Writing a new rule from the high court could also end up missing key developments in how Americans view technology, said Mr. Baker, who is now a lawyer at Steptoe & Johnson law firm.

He pointed back to the beginnings of current privacy jurisprudence, which began in the late 1900s when future Justice Louis Brandeis laid out the case, protesting against the encroachment of technology. His target at the time was the portable Kodak camera and its potential use by the press. Today, the camera is a given in Americans’ lives.

He said the problem is that by the time the privacy rules are written to accommodate new technology, Americans’ sensibilities and acceptance level have changed.

“We should wise up and stop saying, ‘Oh, I’m uncomfortable with this; we need privacy rules that stop me from being uncomfortable,’” he said.

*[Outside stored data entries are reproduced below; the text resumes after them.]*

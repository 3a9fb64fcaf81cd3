use async_trait::async_trait;

use crate::core::models::{Post, PostList, Team};
use crate::errors::ContentApiError;

/// The slice of the host's content API this plugin needs.
///
/// Every call is independently fallible and nothing here retries.
#[async_trait]
pub trait ContentApi: Send + Sync {
    async fn get_team(&self, team_id: &str) -> Result<Team, ContentApiError>;

    async fn get_post(&self, post_id: &str) -> Result<Post, ContentApiError>;

    /// Returns the whole thread `post_id` belongs to, including the post itself.
    async fn get_post_thread(&self, post_id: &str) -> Result<PostList, ContentApiError>;

    /// Creates `post` and returns it as stored, with its host-assigned id.
    async fn create_post(&self, post: &Post) -> Result<Post, ContentApiError>;

    async fn delete_post(&self, post_id: &str) -> Result<(), ContentApiError>;

    /// Posts a message into `channel_id` that only `user_id` can see.
    async fn send_ephemeral_post(
        &self,
        channel_id: &str,
        user_id: &str,
        message: &str,
    ) -> Result<(), ContentApiError>;
}
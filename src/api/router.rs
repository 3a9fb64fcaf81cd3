//! Route table for the plugin's HTTP surface.
//!
//! Routes under [`API_V1_PREFIX`] sit behind the user id check in
//! [`super::auth::check_authenticity`].

pub const API_V1_PREFIX: &str = "/api/v1";

#[derive(Debug, Clone, Copy, PartialEq, Eq)]
pub enum Endpoint {
    /// Plain-text banner with the installed version.
    Info,
    /// Dialog submission carrying a share or move request.
    ShareDialog,
}

#[derive(Debug, Clone, Copy, PartialEq, Eq)]
pub enum RouteState {
    Enabled(Endpoint),
    /// Registered so the path is reserved, but answers as if absent.
    NotYetEnabled,
}

#[derive(Debug, Clone, Copy, PartialEq, Eq)]
pub struct Route {
    pub method: &'static str,
    pub path: &'static str,
    pub state: RouteState,
}

pub const ROUTES: &[Route] = &[
    Route {
        method: "GET",
        path: "/",
        state: RouteState::Enabled(Endpoint::Info),
    },
    Route {
        method: "POST",
        path: "/api/v1/share",
        state: RouteState::Enabled(Endpoint::ShareDialog),
    },
    // Moves currently go through /share with share_type=move.
    Route {
        method: "POST",
        path: "/api/v1/move",
        state: RouteState::NotYetEnabled,
    },
];

#[derive(Debug, Clone, Copy, PartialEq, Eq)]
pub enum Resolution {
    Matched(&'static Route),
    MethodNotAllowed,
    NotFound,
}

/// Finds the route for `method` and `path`.
#[must_use]
pub fn resolve(method: &str, path: &str) -> Resolution {
    let path = normalize_path(path);
    let mut path_known = false;

    for route in ROUTES {
        if route.path != path {
            continue;
        }
        path_known = true;
        if route.method.eq_ignore_ascii_case(method) {
            return Resolution::Matched(route);
        }
    }

    if path_known {
        Resolution::MethodNotAllowed
    } else {
        Resolution::NotFound
    }
}

/// Strips the host's `/plugins/<id>` mount prefix and any trailing slash.
#[must_use]
pub fn normalize_path(path: &str) -> &str {
    let mut path = path;
    if let Some(rest) = path.strip_prefix("/plugins/") {
        path = rest.find('/').map_or("/", |idx| &rest[idx..]);
    }

    let trimmed = path.trim_end_matches('/');
    if trimmed.is_empty() { "/" } else { trimmed }
}
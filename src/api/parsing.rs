//! Accessors for the API Gateway proxy event.
//!
//! Both the v1 (`path`, `httpMethod`) and v2 (`rawPath`, `requestContext.http.method`)
//! payload formats are accepted.

use base64::Engine as _;
use base64::engine::general_purpose::STANDARD;
use serde_json::Value;

use crate::errors::SharePostError;

pub fn v_path<'a>(root: &'a Value, path: &[&str]) -> Option<&'a Value> {
    let mut cur = root;
    for key in path {
        cur = cur.get(*key)?;
    }
    Some(cur)
}

pub fn v_str<'a>(root: &'a Value, path: &[&str]) -> Option<&'a str> {
    v_path(root, path).and_then(|v| v.as_str())
}

pub fn get_header_value<'a>(headers: &'a Value, name: &str) -> Option<&'a str> {
    if let Some(v) = headers.get(name).and_then(|s| s.as_str()) {
        return Some(v);
    }
    headers.as_object().and_then(|map| {
        map.iter().find_map(|(k, v)| {
            if k.eq_ignore_ascii_case(name) {
                v.as_str()
            } else {
                None
            }
        })
    })
}

#[must_use]
pub fn request_method(payload: &Value) -> &str {
    v_str(payload, &["requestContext", "http", "method"])
        .or_else(|| v_str(payload, &["httpMethod"]))
        .unwrap_or("GET")
}

#[must_use]
pub fn request_path(payload: &Value) -> &str {
    v_str(payload, &["rawPath"])
        .or_else(|| v_str(payload, &["path"]))
        .unwrap_or("/")
}

/// Path plus query string, for request logging.
#[must_use]
pub fn request_uri(payload: &Value) -> String {
    let path = request_path(payload);
    match v_str(payload, &["rawQueryString"]) {
        Some(q) if !q.is_empty() => format!("{path}?{q}"),
        _ => path.to_string(),
    }
}

/// Returns the request body as text, decoding it first when the gateway
/// marked it as base64.
///
/// # Errors
///
/// Returns an error if the body is missing, not a string, or not valid base64/UTF-8.
pub fn extract_body(payload: &Value) -> Result<String, SharePostError> {
    let Some(body) = payload.get("body") else {
        return Err(SharePostError::ParseError("Missing body".to_string()));
    };
    let Some(body_str) = body.as_str() else {
        return Err(SharePostError::ParseError("Invalid body format".to_string()));
    };

    let is_base64 = payload
        .get("isBase64Encoded")
        .and_then(Value::as_bool)
        .unwrap_or(false);
    if !is_base64 {
        return Ok(body_str.to_string());
    }

    let bytes = STANDARD
        .decode(body_str)
        .map_err(|e| SharePostError::ParseError(format!("Invalid base64 body: {e}")))?;
    String::from_utf8(bytes)
        .map_err(|e| SharePostError::ParseError(format!("Body is not UTF-8: {e}")))
}
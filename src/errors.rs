use thiserror::Error;

/// Failures reported by the host content API.
#[derive(Debug, Error)]
pub enum ContentApiError {
    #[error("{resource} {id} not found")]
    NotFound { resource: &'static str, id: String },

    #[error("Mattermost API rejected the request (HTTP {status}): {message}")]
    Rejected { status: u16, message: String },

    #[error("Failed to send HTTP request: {0}")]
    Transport(String),

    #[error("Failed to decode Mattermost API response: {0}")]
    Decode(String),

    #[error("Cannot build Mattermost API request: {0}")]
    InvalidRequest(String),
}

impl From<reqwest::Error> for ContentApiError {
    fn from(error: reqwest::Error) -> Self {
        if error.is_decode() {
            ContentApiError::Decode(error.to_string())
        } else {
            ContentApiError::Transport(error.to_string())
        }
    }
}

#[derive(Debug, Error)]
pub enum SharePostError {
    #[error("Failed to parse dialog submission: {0}")]
    ParseError(String),

    #[error("failed to get {key} key. Value is: {value}")]
    MissingField { key: &'static str, value: String },

    #[error("Invalid share_type {0}")]
    InvalidShareType(String),

    #[error("Failed to {action}: {source}")]
    ContentApi {
        action: &'static str,
        #[source]
        source: ContentApiError,
    },

    #[error("Configuration error: {0}")]
    ConfigError(String),
}

impl SharePostError {
    /// Wraps a host API failure with the step that produced it.
    #[must_use]
    pub fn content_api(action: &'static str, source: ContentApiError) -> Self {
        SharePostError::ContentApi { action, source }
    }
}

The Smith decision has long tentacles.

Mr. Wessler pointed to a medical records statute in Oregon, which is one of many states that have created prescription drug databases so doctors can look up patients’ records and try to stop doctor shopping or individuals who are trying to obtain multiple prescriptions.

In Oregon, the statute requires a warrant for police to get a look at the data. But federal drug authorities demanded the data without a warrant, arguing that the state’s prohibition didn’t apply to them since, like the Smith decision, patients voluntarily engage in the commerce that causes their prescription data to appear.

But Mr. Wessler said if that stands, it means the government could gain access to the most intimate of information without needed a warrant.

“To us that’s just a galling assertion and a complete misunderstanding of people’s expectations of privacy,” Mr. Wessler said.